The Ceylon Electricity Board (CEB) has decided to offer by far the highest supplier tariff for mini-hydropower producers for a unit of energy purchased for 2016 with retrospective effect from 2015, according to a research arm of a stock brokerage.
Accordingly, the CEB has revised up the price of a unit of hydropower purchased during the dry season (February, March, April) by 5.3 percent to Rs.16.75.kWh, while the rate during the wet season (January, May to December) has been raised by 2.5 percent to 15.24/kWh.
These tariffs are the “all-time high” for renewable energy producers offered by the CEB, said Asia Securities (Private) Limited in a research note on the country’s hydropower sector.
However, CEB Chairman Anura Wijeyapala said, the supplier tariff, referred to as ‘avoided cost-based tariffs’, was only offered to those mini-hydropower projects started prior to 2007.
Payments to mini-hydro projects post-2007 will be on ‘cost-based technology-specific three-tier tariff’.
“However, for the mini-hydro projects started prior to 2007, the avoided cost-based tariff would continue to apply for the next 15 years,” Wijeyapala said.
When the mini-hydropower plants were initially commissioned in 1996 by independent power producers (IPPs), the original supplier tariffs were annually declared by the CEB based on the avoided cost-based tariff, which represents the maximum cost of generation avoided by the CEB as a result of any purchase of energy from sources outside the CEB system.
Ideally, this value should be the value of one unit of energy (kWh) displaced by a kWh of energy purchased from such sources.
Accordingly, the avoided cost of a kWh comprises fuel and variable operations and maintenance costs of generation displaced by a unit purchased. This is generally the cost of the most expensive unit (kWh) being generated at that instant, Asia Securities explained.

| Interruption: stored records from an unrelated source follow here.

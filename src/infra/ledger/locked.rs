//! File-backed JSON ledger with merge-by-id rewrites.
//!
//! Every operation runs under the ledger's [`FileLock`]. Writers never replace
//! the file wholesale: `merge` overlays incoming entries field by field onto
//! whatever is on disk at that moment, so concurrent enqueue and process
//! passes each touch only the entries they know about.

use std::collections::HashMap;
use std::fs::{self, File};
use std::io::Write;
use std::marker::PhantomData;
use std::path::{Path, PathBuf};

use serde::de::DeserializeOwned;
use serde::Serialize;
use serde_json::Value;
use tracing::{debug, info, warn};

use crate::core::{LedgerEntry, MailerResult};
use crate::infra::ledger::{FileLock, LockOptions};

/// A record that can live in a [`LockedLedger`].
pub trait LedgerRecord: Serialize + DeserializeOwned + Send + Sync {
    /// Merge key; records without one are skipped on merge.
    fn ledger_id(&self) -> Option<String>;
}

impl LedgerRecord for LedgerEntry {
    fn ledger_id(&self) -> Option<String> {
        Some(self.id.clone()).filter(|id| !id.is_empty())
    }
}

impl LedgerRecord for Value {
    fn ledger_id(&self) -> Option<String> {
        match self.get("id")? {
            Value::String(s) if !s.is_empty() => Some(s.clone()),
            Value::Number(n) => Some(n.to_string()),
            _ => None,
        }
    }
}

/// Overlay `incoming` onto `existing` by `id`.
///
/// Incoming fields win, fields absent from an incoming object keep their
/// existing value, unknown ids are appended, and existing entries missing
/// from `incoming` are kept untouched. Incoming values without an id are
/// ignored.
pub fn merge_by_id(existing: Vec<Value>, incoming: Vec<Value>) -> Vec<Value> {
    let mut merged: Vec<Value> = Vec::with_capacity(existing.len() + incoming.len());
    let mut index: HashMap<String, usize> = HashMap::with_capacity(existing.len());

    for value in existing {
        match value.ledger_id() {
            Some(id) => {
                if let Some(&pos) = index.get(&id) {
                    merged[pos] = value;
                } else {
                    index.insert(id, merged.len());
                    merged.push(value);
                }
            }
            None => merged.push(value),
        }
    }

    for value in incoming {
        let Some(id) = value.ledger_id() else {
            warn!("skipping ledger row without id");
            continue;
        };
        match index.get(&id) {
            Some(&pos) => overlay(&mut merged[pos], value),
            None => {
                index.insert(id, merged.len());
                merged.push(value);
            }
        }
    }
    merged
}

fn overlay(target: &mut Value, incoming: Value) {
    match (target, incoming) {
        (Value::Object(current), Value::Object(fields)) => {
            for (key, value) in fields {
                current.insert(key, value);
            }
        }
        (target, incoming) => *target = incoming,
    }
}

/// JSON-array ledger guarded by an advisory lock.
#[derive(Debug, Clone)]
pub struct LockedLedger<T> {
    path: PathBuf,
    options: LockOptions,
    _marker: PhantomData<fn() -> T>,
}

impl<T: LedgerRecord> LockedLedger<T> {
    /// Create a ledger handle for `path`. Nothing is touched on disk.
    pub fn new(path: impl Into<PathBuf>, options: LockOptions) -> Self {
        Self {
            path: path.into(),
            options,
            _marker: PhantomData,
        }
    }

    /// Ledger file location.
    pub fn path(&self) -> &Path {
        &self.path
    }

    /// Lock policy in use.
    pub const fn options(&self) -> &LockOptions {
        &self.options
    }

    /// Create the ledger as an empty array if it does not exist yet.
    ///
    /// # Errors
    ///
    /// Lock acquisition or filesystem failure.
    pub async fn ensure_exists(&self) -> MailerResult<()> {
        let _lock = FileLock::acquire(&self.path, &self.options).await?;
        if !self.path.exists() {
            write_atomic(&self.path, &[])?;
            info!(path = %self.path.display(), "created empty ledger");
        }
        Ok(())
    }

    /// Read every entry. A missing file reads as empty.
    ///
    /// # Errors
    ///
    /// Lock acquisition, filesystem, or parse failure.
    pub async fn read(&self) -> MailerResult<Vec<T>> {
        let _lock = FileLock::acquire(&self.path, &self.options).await?;
        let Some(raw) = read_raw(&self.path)? else {
            return Ok(Vec::new());
        };
        let entries: Vec<T> = serde_json::from_str(&raw)?;
        debug!(path = %self.path.display(), entries = entries.len(), "read ledger");
        Ok(entries)
    }

    /// Merge `entries` into the ledger by id.
    ///
    /// # Errors
    ///
    /// Lock acquisition, filesystem, or parse failure. On error the file on
    /// disk is left as it was.
    pub async fn merge(&self, entries: &[T]) -> MailerResult<()> {
        let mut incoming = Vec::with_capacity(entries.len());
        for entry in entries {
            if entry.ledger_id().is_none() {
                warn!("skipping ledger row without id");
                continue;
            }
            incoming.push(serde_json::to_value(entry)?);
        }

        let _lock = FileLock::acquire(&self.path, &self.options).await?;
        let current: Vec<Value> = match read_raw(&self.path)? {
            Some(raw) => serde_json::from_str(&raw)?,
            None => Vec::new(),
        };
        let merged = merge_by_id(current, incoming);
        write_atomic(&self.path, &merged)?;
        info!(
            path = %self.path.display(),
            incoming = entries.len(),
            total = merged.len(),
            "merged ledger"
        );
        Ok(())
    }
}

fn read_raw(path: &Path) -> MailerResult<Option<String>> {
    if !path.exists() {
        return Ok(None);
    }
    let raw = fs::read_to_string(path)?;
    if raw.trim().is_empty() {
        return Ok(None);
    }
    Ok(Some(raw))
}

/// Write through a sibling temp file and rename, so readers never observe a
/// partially written array.
fn write_atomic(path: &Path, values: &[Value]) -> MailerResult<()> {
    if let Some(parent) = path.parent().filter(|p| !p.as_os_str().is_empty()) {
        fs::create_dir_all(parent)?;
    }
    let mut tmp_name = path.file_name().map(|n| n.to_os_string()).unwrap_or_default();
    tmp_name.push(".tmp");
    let tmp_path = path.with_file_name(tmp_name);

    let body = serde_json::to_vec_pretty(values)?;
    let mut file = File::create(&tmp_path)?;
    file.write_all(&body)?;
    file.sync_all()?;
    fs::rename(&tmp_path, path)?;
    Ok(())
}
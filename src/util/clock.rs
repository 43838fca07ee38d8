//! Wall-clock helpers used for ledger timestamps and unique identifiers.

use std::time::{SystemTime, UNIX_EPOCH};

use chrono::{SecondsFormat, Utc};

/// Milliseconds since the Unix epoch.
pub fn now_ms() -> u128 {
    SystemTime::now()
        .duration_since(UNIX_EPOCH)
        .map(|d| d.as_millis())
        .unwrap_or_default()
}

/// Current UTC time as an RFC 3339 string with millisecond precision,
/// e.g. `2024-05-01T09:30:00.123Z`.
pub fn now_rfc3339() -> String {
    Utc::now().to_rfc3339_opts(SecondsFormat::Millis, true)
}
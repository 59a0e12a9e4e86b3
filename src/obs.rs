//! Observability shared by both protocol clients.
//!
//! With the `tracing` feature (on by default) every acquisition runs inside an
//! `osp_throttler.acquire` span carrying `protocol`, `osp`, and `cid`, and each attempt, denial,
//! and backoff is logged as an event underneath it. Without the feature the helpers compile away.
//!
//! Counters live with the clients in [`AcquireMetrics`](crate::throttler::AcquireMetrics); the
//! `metrics` feature additionally exports them through the global recorder.

mod tracing;

pub use tracing::*;

// self
use crate::_prelude::*;

/// Wire protocol a client speaks to the throttling service.
#[derive(Clone, Copy, Debug, PartialEq, Eq, Hash)]
pub enum Protocol {
	/// `GET <base>/token/<osp>`, polled until `200`.
	Http,
	/// One JSON line each way over a dedicated TCP connection.
	Ticket,
}
impl Protocol {
	/// Value of the `protocol` span field and metric label.
	pub const fn label(self) -> &'static str {
		match self {
			Self::Http => "http",
			Self::Ticket => "ticket",
		}
	}
}
impl Display for Protocol {
	fn fmt(&self, f: &mut Formatter) -> FmtResult {
		f.write_str(self.label())
	}
}
// self
use crate::{_prelude::*, id::CorrelationId, obs::Protocol};

/// Acquisition future wrapped in its span when the `tracing` feature is on.
#[cfg(feature = "tracing")]
pub type InstrumentedAcquire<F> = tracing::instrument::Instrumented<F>;
/// Acquisition future, unchanged, when the `tracing` feature is off.
#[cfg(not(feature = "tracing"))]
pub type InstrumentedAcquire<F> = F;

/// Span wrapping one ticket acquisition.
#[derive(Clone, Debug)]
pub struct AcquireSpan {
	#[cfg(feature = "tracing")]
	span: tracing::Span,
}
impl AcquireSpan {
	/// Creates a new span tagged with the protocol, provider, and correlation id.
	pub fn new(protocol: Protocol, osp: &str, cid: &CorrelationId) -> Self {
		#[cfg(feature = "tracing")]
		{
			let span = tracing::info_span!(
				"osp_throttler.acquire",
				protocol = protocol.label(),
				osp,
				cid = cid.as_str()
			);

			Self { span }
		}
		#[cfg(not(feature = "tracing"))]
		{
			let _ = (protocol, osp, cid);

			Self {}
		}
	}

	/// Runs `fut` inside the span; the span is entered per poll, never held across `.await`.
	pub fn instrument<Fut>(&self, fut: Fut) -> InstrumentedAcquire<Fut>
	where
		Fut: Future,
	{
		#[cfg(feature = "tracing")]
		{
			use tracing::Instrument;

			fut.instrument(self.span.clone())
		}
		#[cfg(not(feature = "tracing"))]
		{
			fut
		}
	}
}

pub(crate) fn attempt_started(attempt: u32) {
	#[cfg(feature = "tracing")]
	tracing::debug!(attempt, "Requesting rate-limiting ticket.");
	#[cfg(not(feature = "tracing"))]
	let _ = attempt;
}

pub(crate) fn ticket_granted(attempt: u32) {
	#[cfg(feature = "tracing")]
	tracing::debug!(attempt, "Acquired rate-limiting ticket.");
	#[cfg(not(feature = "tracing"))]
	let _ = attempt;
}

pub(crate) fn attempt_denied(attempt: u32, message: &str, wait: std::time::Duration) {
	#[cfg(feature = "tracing")]
	tracing::debug!(
		attempt,
		reason = message,
		wait_ms = wait.as_millis() as u64,
		"Ticket denied; retrying."
	);
	#[cfg(not(feature = "tracing"))]
	let _ = (attempt, message, wait);
}

pub(crate) fn unexpected_status(status: u16) {
	#[cfg(feature = "tracing")]
	tracing::debug!(status, "Unexpected response from throttling service.");
	#[cfg(not(feature = "tracing"))]
	let _ = status;
}

pub(crate) fn attempts_exhausted(attempts: u32) {
	#[cfg(feature = "tracing")]
	tracing::error!(attempts, "Failed to acquire rate-limiting token after all attempts.");
	#[cfg(not(feature = "tracing"))]
	let _ = attempts;
}

pub(crate) fn deadline_reached(message: Option<&str>) {
	#[cfg(feature = "tracing")]
	tracing::warn!(last_denial = message, "Reached deadline while waiting for a ticket.");
	#[cfg(not(feature = "tracing"))]
	let _ = message;
}

pub(crate) fn connect_backoff(err: &std::io::Error, backoff: Duration) {
	#[cfg(feature = "tracing")]
	tracing::warn!(
		error = %err,
		backoff_ms = backoff.whole_milliseconds() as i64,
		"Local descriptors exhausted; redialing the throttling service."
	);
	#[cfg(not(feature = "tracing"))]
	let _ = (err, backoff);
}

pub(crate) fn ticket_dropped_live(cid: &CorrelationId) {
	#[cfg(feature = "tracing")]
	tracing::warn!(cid = cid.as_str(), "Ticket dropped without release; closing its connection.");
	#[cfg(not(feature = "tracing"))]
	let _ = cid;
}
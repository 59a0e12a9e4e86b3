//! Legacy HTTP polling client.
//!
//! Each attempt is an independent `GET <base>/token/<osp>`: `200` grants, `429` asks the caller
//! to come back after [`HttpConfig::retry_interval`], anything else is fatal. Transport failures
//! are surfaced immediately rather than retried. The backend keeps no server-side ticket, so
//! there is nothing to release afterwards.

// crates.io
use reqwest::StatusCode;
// self
use crate::{
	_prelude::*,
	config::HttpConfig,
	error::{ConfigError, TransportError},
	obs::{self, AcquireSpan, Protocol},
	throttler::{AcquireMetrics, ThrottlerOptions, std_duration},
	wire::Request,
};

/// Header carrying the correlation id.
pub const CORRELATION_HEADER: &str = "x-correlation-id";

const PROTOCOL: Protocol = Protocol::Http;

/// Client for the HTTP polling backend.
#[derive(Clone, Debug)]
pub struct HttpThrottler {
	client: ReqwestClient,
	config: HttpConfig,
	metrics: Arc<AcquireMetrics>,
}
impl HttpThrottler {
	/// Creates a client with its own reqwest instance.
	pub fn new(config: HttpConfig) -> Result<Self> {
		let client = ReqwestClient::builder().build().map_err(ConfigError::http_client_build)?;

		Ok(Self::with_client(config, client))
	}

	/// Creates a client that reuses an existing reqwest instance.
	pub fn with_client(config: HttpConfig, client: ReqwestClient) -> Self {
		Self { client, config, metrics: Arc::new(AcquireMetrics::new(PROTOCOL)) }
	}

	/// Backend settings.
	pub fn config(&self) -> &HttpConfig {
		&self.config
	}

	/// Counters for this client.
	pub fn metrics(&self) -> &AcquireMetrics {
		&self.metrics
	}

	/// Polls for permission to call `osp`, which may carry sub-limits as a query string.
	pub async fn get_token(&self, osp: &str, options: &ThrottlerOptions) -> Result<()> {
		let request = options.tag(Request::parse(osp)?);

		self.acquire(&request, options).await
	}

	/// Polls for permission to perform the request.
	///
	/// Makes up to [`ThrottlerOptions::retries`] attempts (or
	/// [`HttpConfig::default_retries`]) and fails with [`Error::TooManyRequests`] once they are
	/// all answered with `429`. No pause follows the final attempt.
	pub async fn acquire(&self, request: &Request, options: &ThrottlerOptions) -> Result<()> {
		let span = AcquireSpan::new(PROTOCOL, &request.osp, &request.correlation_id);
		let result = span.instrument(self.poll(request, options)).await;

		match &result {
			Ok(()) => self.metrics.record_grant(),
			Err(_) => self.metrics.record_failure(),
		}

		result
	}

	/// Builds `<base>/token/<osp>`, carrying sub-limits as query parameters.
	pub fn token_url(&self, request: &Request) -> Result<Url> {
		let mut url = self.config.base_url.clone();

		url.path_segments_mut()
			.map_err(|()| ConfigError::InvalidAddress {
				address: self.config.base_url.to_string(),
				reason: "the HTTP backend needs a hierarchical URL with a host",
			})?
			.pop_if_empty()
			.extend(["token", request.osp.as_str()]);

		if !request.limits.is_empty() {
			url.query_pairs_mut().extend_pairs(&request.limits);
		}

		Ok(url)
	}

	async fn poll(&self, request: &Request, options: &ThrottlerOptions) -> Result<()> {
		let attempts = options.retries_or(self.config.default_retries);
		let url = self.token_url(request)?;

		for attempt in 1..=attempts {
			obs::attempt_started(attempt);
			self.metrics.record_attempt();

			let mut builder = self.client.get(url.clone());

			if let Some(credentials) = &self.config.credentials {
				builder = builder
					.basic_auth(&credentials.client_id, Some(credentials.client_secret.expose()));
			}
			if !request.correlation_id.is_empty() {
				builder = builder.header(CORRELATION_HEADER, request.correlation_id.as_str());
			}

			let response = builder.send().await.map_err(TransportError::from)?;

			match response.status() {
				StatusCode::OK => {
					obs::ticket_granted(attempt);

					return Ok(());
				},
				StatusCode::TOO_MANY_REQUESTS => {
					self.metrics.record_denial();

					if attempt < attempts {
						let interval = std_duration(self.config.retry_interval);

						obs::attempt_denied(attempt, "too many requests", interval);
						tokio::time::sleep(interval).await;
					}
				},
				status => {
					obs::unexpected_status(status.as_u16());

					return Err(Error::UnexpectedStatus { status: status.as_u16() });
				},
			}
		}

		obs::attempts_exhausted(attempts);

		Err(Error::TooManyRequests { attempts })
	}
}
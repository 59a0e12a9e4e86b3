//! Correlation identifiers threaded through ticket requests for log correlation.

// std
use std::{borrow::Borrow, ops::Deref};
// crates.io
use uuid::Uuid;
// self
use crate::_prelude::*;

/// Opaque tracing token attached to a ticket request.
///
/// The throttling service never interprets the value; it only echoes it back and logs it.
/// Empty identifiers are allowed and simply omitted from the HTTP backend's headers.
#[derive(Clone, Default, PartialEq, Eq, PartialOrd, Ord, Hash, Serialize, Deserialize)]
#[serde(transparent)]
pub struct CorrelationId(String);
impl CorrelationId {
	/// Wraps an existing identifier.
	pub fn new(value: impl Into<String>) -> Self {
		Self(value.into())
	}

	/// Generates a random version 4 UUID in its canonical hyphenated form.
	pub fn generate() -> Self {
		Self(Uuid::new_v4().to_string())
	}

	/// Returns `true` when no identifier was supplied.
	pub fn is_empty(&self) -> bool {
		self.0.is_empty()
	}

	/// Returns the identifier as a string slice.
	pub fn as_str(&self) -> &str {
		&self.0
	}
}
impl Deref for CorrelationId {
	type Target = str;

	fn deref(&self) -> &Self::Target {
		&self.0
	}
}
impl AsRef<str> for CorrelationId {
	fn as_ref(&self) -> &str {
		&self.0
	}
}
impl Borrow<str> for CorrelationId {
	fn borrow(&self) -> &str {
		&self.0
	}
}
impl From<&str> for CorrelationId {
	fn from(value: &str) -> Self {
		Self::new(value)
	}
}
impl From<String> for CorrelationId {
	fn from(value: String) -> Self {
		Self(value)
	}
}
impl From<CorrelationId> for String {
	fn from(value: CorrelationId) -> Self {
		value.0
	}
}
impl Debug for CorrelationId {
	fn fmt(&self, f: &mut Formatter) -> FmtResult {
		write!(f, "CorrelationId({})", self.0)
	}
}
impl Display for CorrelationId {
	fn fmt(&self, f: &mut Formatter) -> FmtResult {
		f.write_str(&self.0)
	}
}
use ed25519_dalek::{Signature, Signer as _, SigningKey, Verifier as _, VerifyingKey};
use identity_core::IdentityError;
use zeroize::Zeroizing;

/// An Ed25519 keypair used to sign scoring proofs, rule-set content, and
/// checkpoint shares. The signing key is held in a `Zeroizing` buffer so it
/// is wiped from memory on drop.
pub struct Signer {
    signing_key: Zeroizing<[u8; 32]>,
    verifying_key: VerifyingKey,
}

impl Signer {
    /// Generate a fresh keypair.
    pub fn generate() -> Self {
        let mut csprng = rand::rngs::OsRng;
        let signing_key = SigningKey::generate(&mut csprng);
        let verifying_key = signing_key.verifying_key();
        Self {
            signing_key: Zeroizing::new(signing_key.to_bytes()),
            verifying_key,
        }
    }

    /// Restore a `Signer` from a raw 32-byte seed (e.g. loaded from a
    /// configuration secret).
    pub fn from_bytes(seed: [u8; 32]) -> Self {
        let signing_key = SigningKey::from_bytes(&seed);
        let verifying_key = signing_key.verifying_key();
        Self {
            signing_key: Zeroizing::new(seed),
            verifying_key,
        }
    }

    pub fn sign(&self, message: &[u8]) -> Vec<u8> {
        let signing_key = SigningKey::from_bytes(&self.signing_key);
        signing_key.sign(message).to_bytes().to_vec()
    }

    pub fn public_key_bytes(&self) -> [u8; 32] {
        self.verifying_key.to_bytes()
    }
}

impl std::fmt::Debug for Signer {
    fn fmt(&self, f: &mut std::fmt::Formatter<'_>) -> std::fmt::Result {
        write!(
            f,
            "Signer {{ public_key: {} }}",
            hex::encode(self.public_key_bytes())
        )
    }
}

/// Verifies a detached signature against a raw Ed25519 public key.
pub fn verify(public_key: &[u8], message: &[u8], signature: &[u8]) -> Result<(), IdentityError> {
    let pk_bytes: [u8; 32] = public_key
        .try_into()
        .map_err(|_| IdentityError::SignatureFailure("public key must be 32 bytes".into()))?;
    let sig_bytes: [u8; 64] = signature
        .try_into()
        .map_err(|_| IdentityError::SignatureFailure("signature must be 64 bytes".into()))?;
    let verifying_key = VerifyingKey::from_bytes(&pk_bytes)
        .map_err(|e| IdentityError::SignatureFailure(e.to_string()))?;
    let signature = Signature::from_bytes(&sig_bytes);
    verifying_key
        .verify(message, &signature)
        .map_err(|e| IdentityError::SignatureFailure(e.to_string()))
}

#[cfg(test)]
mod tests {
    use super::*;

    #[test]
    fn sign_and_verify_round_trip() {
        let signer = Signer::generate();
        let sig = signer.sign(b"hello");
        assert!(verify(&signer.public_key_bytes(), b"hello", &sig).is_ok());
    }

    #[test]
    fn tampered_message_fails_verification() {
        let signer = Signer::generate();
        let sig = signer.sign(b"hello");
        assert!(verify(&signer.public_key_bytes(), b"goodbye", &sig).is_err());
    }
}
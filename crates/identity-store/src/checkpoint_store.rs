use std::path::Path;

use identity_core::{Checkpoint, Epoch, IdentityError};

/// Checkpoints keyed by epoch (signed 64-bit integer), ordered numerically.
pub struct CheckpointStore {
    tree: sled::Tree,
}

impl CheckpointStore {
    pub fn open<P: AsRef<Path>>(path: P) -> Result<Self, IdentityError> {
        let db = sled::open(path).map_err(|e| IdentityError::Storage(e.to_string()))?;
        Self::from_db(&db)
    }

    pub fn from_db(db: &sled::Db) -> Result<Self, IdentityError> {
        let tree = db
            .open_tree("checkpoints")
            .map_err(|e| IdentityError::Storage(e.to_string()))?;
        Ok(Self { tree })
    }

    fn key(epoch: Epoch) -> [u8; 8] {
        // XOR the sign bit so two's-complement ordering matches sled's
        // lexicographic byte ordering across negative and positive epochs.
        ((epoch as u64) ^ (1 << 63)).to_be_bytes()
    }

    pub fn put(&self, checkpoint: &Checkpoint) -> Result<(), IdentityError> {
        let bytes =
            bincode::serialize(checkpoint).map_err(|e| IdentityError::Serialization(e.to_string()))?;
        self.tree
            .insert(Self::key(checkpoint.epoch), bytes)
            .map_err(|e| IdentityError::Storage(e.to_string()))?;
        Ok(())
    }

    pub fn get_by_epoch(&self, epoch: Epoch) -> Result<Checkpoint, IdentityError> {
        let bytes = self
            .tree
            .get(Self::key(epoch))
            .map_err(|e| IdentityError::Storage(e.to_string()))?
            .ok_or_else(|| IdentityError::NotFound(format!("checkpoint at epoch {epoch}")))?;
        bincode::deserialize(&bytes).map_err(|e| IdentityError::Serialization(e.to_string()))
    }

    pub fn get_latest(&self) -> Result<Checkpoint, IdentityError> {
        let (_, bytes) = self
            .tree
            .last()
            .map_err(|e| IdentityError::Storage(e.to_string()))?
            .ok_or_else(|| IdentityError::NotFound("no checkpoints stored".into()))?;
        bincode::deserialize(&bytes).map_err(|e| IdentityError::Serialization(e.to_string()))
    }

    pub fn list_range(&self, from: Epoch, to: Epoch) -> Result<Vec<Checkpoint>, IdentityError> {
        let mut out = Vec::new();
        for item in self.tree.range(Self::key(from)..=Self::key(to)) {
            let (_, bytes) = item.map_err(|e| IdentityError::Storage(e.to_string()))?;
            out.push(bincode::deserialize(&bytes).map_err(|e| IdentityError::Serialization(e.to_string()))?);
        }
        Ok(out)
    }
}

#[cfg(test)]
mod tests {
    use super::*;
    use identity_core::ContentId;

    fn cp(epoch: Epoch, tree_size: u64) -> Checkpoint {
        Checkpoint {
            tree_id: "main".into(),
            root: ContentId::from_bytes([1u8; 32]),
            tree_size,
            epoch,
            timestamp: epoch * 86_400,
            signers: vec![],
            threshold_signature: vec![],
        }
    }

    #[test]
    fn latest_and_ordering() {
        let dir = tempfile::tempdir().unwrap();
        let store = CheckpointStore::open(dir.path()).unwrap();
        store.put(&cp(1, 10)).unwrap();
        store.put(&cp(5, 50)).unwrap();
        store.put(&cp(3, 30)).unwrap();
        assert_eq!(store.get_latest().unwrap().epoch, 5);
        let range = store.list_range(1, 4).unwrap();
        assert_eq!(range.len(), 2);
        assert!(range[0].tree_size <= range[1].tree_size);
    }

    #[test]
    fn missing_epoch_not_found() {
        let dir = tempfile::tempdir().unwrap();
        let store = CheckpointStore::open(dir.path()).unwrap();
        assert!(matches!(store.get_by_epoch(7), Err(IdentityError::NotFound(_))));
    }
}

Meanwhile, Bartleet Religare Securities (Pvt.) Limited research arm forecasted the move by the CEB to have a positive impact on hydropower IPPs’ top lines and bottom lines.
In a note, BRS Equity Research projected a 15.9 percent upside on the share price of the mini-hydropower producer, Vallibel Power Erathna PLC, which operates three mini-hydropower plants with an installed capacity of 22 megawatts.
“It is also important to mention that the cost structure of hydropower companies is almost fixed and any increase will directly stream towards profits,” Asia Securities stated.
As of January 26, 2016, hydropower constituted of 31 percent of the country’s electricity generation mix. Coal power generation led the generation mix with a 34 percent share and the high-cost thermal oil constituted 33 percent. The balance was contributed by wind energy.
The country’s IPP sector comprised of over 120 producers with close to 90 players focusing on mini-hydropower.
Sri Lanka had to deregulate the power sector in mid 1990s when the country faced a power crisis with blackouts having to be imposed as the government’s generation capacity was not sufficient to meet the electricity demand.
Then the private sector invested in both mini-hydropower and high-cost thermal energy power plants with whom the CEB entered into power purchase agreements (PPAs) for up to 10 to 15 years.
But after the first coal power plant in Norochcholai was plugged into the national grid, the then government discontinued purchasing power form the high-cost thermal power producers.